Simultaneously, Alfonso Sastre was developing his radically critical social theatre. Already reputed for his success from 1953, Escuadra hacia la muerte, Sastre continued to push in the highly controversial direction of his social critique, until he was incarcerated in he 1970s for his political activities.

Spanish Theatre in the Democratic Age

Following the death of Francisco Franco and with the advent of the Democratic Age in Spain, the artistic and cultural scenes underwent a dramatic change in the country. It was the time of a peaceful - though anything but subdued - revolution, which encompassed practically every aspect of daily life. There was a statement to be made in everything, and even walking down the road to buy a loaf of bread could become subversive, if your leather mini-skirt was short enough.

Spanish Art - La Movida

This period of new-found self-expresion came to be known as La movida. It was characterised, above all, by an insatiable appetite for experimentation among the members of its generation. In contemporary Spanish theatre this tendency became palpable with a flurry of experimental production companies that injected much vigour into the dramatic scene with developments that married the avant-garde of the early XX century with the conceptual ideas of the new millennium.
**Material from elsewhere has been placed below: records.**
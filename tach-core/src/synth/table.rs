//! Duty-to-burst lookup table.

/// One calibration point: at `duty_percent` the fan emits `pulses_per_burst`
/// carrier cycles followed by `tail_us` of idle line.
#[derive(Copy, Clone, Debug, Eq, PartialEq)]
pub struct BurstPoint {
    pub duty_percent: u8,
    pub pulses_per_burst: u16,
    pub tail_us: u16,
}

impl BurstPoint {
    #[must_use]
    pub const fn new(duty_percent: u8, pulses_per_burst: u16, tail_us: u16) -> Self {
        Self {
            duty_percent,
            pulses_per_burst,
            tail_us,
        }
    }
}

/// Parameters of a single burst.
#[derive(Copy, Clone, Debug, Default, Eq, PartialEq)]
pub struct BurstTarget {
    pub pulses: u32,
    pub tail_us: u32,
}

/// A validated, ascending-by-duty burst table.
#[derive(Copy, Clone, Debug)]
pub struct BurstTable {
    points: &'static [BurstPoint],
}

impl BurstTable {
    /// Validates `points`. Evaluated in a `const` item, a malformed table is a
    /// compile error.
    ///
    /// # Panics
    ///
    /// Panics if there are fewer than two points or the duties are not
    /// strictly ascending.
    #[must_use]
    pub const fn new(points: &'static [BurstPoint]) -> Self {
        assert!(points.len() >= 2, "burst table needs at least two points");
        let mut i = 1;
        while i < points.len() {
            assert!(
                points[i - 1].duty_percent < points[i].duty_percent,
                "burst table duties must be strictly ascending"
            );
            i += 1;
        }
        Self { points }
    }

    /// Burst parameters for `duty` percent.
    ///
    /// Duties outside the table return the nearest end point unchanged.
    /// Between two points each output is interpolated linearly with half-up
    /// rounding of the scaled delta; the division truncates toward zero, so a
    /// falling segment rounds differently from a rising one. The first
    /// segment containing `duty` wins, so an interior point that ends a
    /// falling segment is not reproduced exactly.
    #[must_use]
    pub fn interpolate(&self, duty: u8) -> BurstTarget {
        let first = self.points[0];
        let last = self.points[self.points.len() - 1];

        if duty <= first.duty_percent {
            return target_of(first);
        }
        if duty >= last.duty_percent {
            return target_of(last);
        }

        for pair in self.points.windows(2) {
            let (lo, hi) = (pair[0], pair[1]);
            if duty >= lo.duty_percent && duty <= hi.duty_percent {
                let dx = i64::from(hi.duty_percent - lo.duty_percent);
                let xn = i64::from(duty - lo.duty_percent);
                let pulses = lerp(lo.pulses_per_burst, hi.pulses_per_burst, xn, dx);
                let tail = lerp(lo.tail_us, hi.tail_us, xn, dx);
                return BurstTarget {
                    pulses: clamp_u32(pulses, 1),
                    tail_us: clamp_u32(tail, 0),
                };
            }
        }

        target_of(last)
    }
}

fn target_of(point: BurstPoint) -> BurstTarget {
    BurstTarget {
        pulses: u32::from(point.pulses_per_burst),
        tail_us: u32::from(point.tail_us),
    }
}

fn lerp(y0: u16, y1: u16, xn: i64, dx: i64) -> i64 {
    let (y0, y1) = (i64::from(y0), i64::from(y1));
    y0 + ((y1 - y0) * xn + dx / 2) / dx
}

fn clamp_u32(value: i64, floor: u32) -> u32 {
    let clamped = u32::try_from(value).unwrap_or(if value < 0 { 0 } else { u32::MAX });
    clamped.max(floor)
}

const DEFAULT_POINTS: [BurstPoint; 7] = [
    BurstPoint::new(6, 98, 37),
    BurstPoint::new(15, 50, 93),
    BurstPoint::new(25, 36, 92),
    BurstPoint::new(40, 29, 103),
    BurstPoint::new(50, 28, 102),
    BurstPoint::new(62, 23, 102),
    BurstPoint::new(80, 19, 102),
];

/// Calibration measured on the reference fan.
pub const DEFAULT_BURST_TABLE: BurstTable = BurstTable::new(&DEFAULT_POINTS);

#[cfg(test)]
mod tests {
    use super::*;

    const PAIR: BurstTable = BurstTable::new(&[
        BurstPoint::new(25, 36, 92),
        BurstPoint::new(40, 29, 103),
    ]);

    fn target(pulses: u32, tail_us: u32) -> BurstTarget {
        BurstTarget { pulses, tail_us }
    }

    #[test]
    fn end_points_and_clamping() {
        assert_eq!(PAIR.interpolate(25), target(36, 92));
        assert_eq!(PAIR.interpolate(40), target(29, 103));
        assert_eq!(PAIR.interpolate(10), target(36, 92));
        assert_eq!(PAIR.interpolate(60), target(29, 103));
    }

    #[test]
    fn midpoint_rounding_is_asymmetric() {
        // Falling pulses: (-35 + 7) / 15 truncates to -1.
        // Rising tail: (55 + 7) / 15 truncates to 4.
        assert_eq!(PAIR.interpolate(30), target(35, 96));
    }

    #[test]
    fn default_table_covers_full_duty_range() {
        assert_eq!(DEFAULT_BURST_TABLE.interpolate(0), target(98, 37));
        assert_eq!(DEFAULT_BURST_TABLE.interpolate(100), target(19, 102));
        for duty in 0..=100 {
            assert!(DEFAULT_BURST_TABLE.interpolate(duty).pulses >= 1);
        }
    }

    #[test]
    fn interior_point_is_matched_by_the_segment_it_ends() {
        // 40..50 falls: 29 + (-10 + 5) / 10 truncates back to 29.
        assert_eq!(DEFAULT_BURST_TABLE.interpolate(50), target(29, 103));
        // 6..15: 98 + (-432 + 4) / 9 = 51 and 37 + (504 + 4) / 9 = 93.
        assert_eq!(DEFAULT_BURST_TABLE.interpolate(15), target(51, 93));
        // Rising tail on 50..62 is exact once the segment starts there.
        assert_eq!(DEFAULT_BURST_TABLE.interpolate(51), target(28, 102));
    }

    #[test]
    fn end_points_pass_through_while_interior_pulses_floor_at_one() {
        const ZERO: BurstTable =
            BurstTable::new(&[BurstPoint::new(10, 0, 5), BurstPoint::new(20, 0, 0)]);
        assert_eq!(ZERO.interpolate(5), target(0, 5));
        assert_eq!(ZERO.interpolate(25), target(0, 0));
        assert_eq!(ZERO.interpolate(15), target(1, 3));
    }
}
A legacy of this period was the establishment of what came to be known as independent Spanish theatre, and with it the proliferation of open-air production, theatre on the streets and spontaneous performances, still today a striking characteristic of the Spanish cultural scene, which can be easily experienced even if you are only staying a few weeks in the country.

Spanish Art - Fernando Fernán Gómez

There were precious few but significant exceptions to this phenomenon in the 1980s and beyond, but one name that should be mentioned is Fernando Fernan-Gómez, whose Las bicicletas son para el verano was a major success. From the 1990s onwards contemporary Spanish theatre has also developed an important liking for the musical, large, and often international, productions that dazzle, à la Broadway.

But, in end effect, there is room for the three trends, and if you visit the leading centres of contemporary Spanish theatre, be it Madrid or Barcelona, you are sure to find myriad opportunities to attend a show to your taste, be your liking more orientated towards renowned authors, substantial productions or more experimental stagings.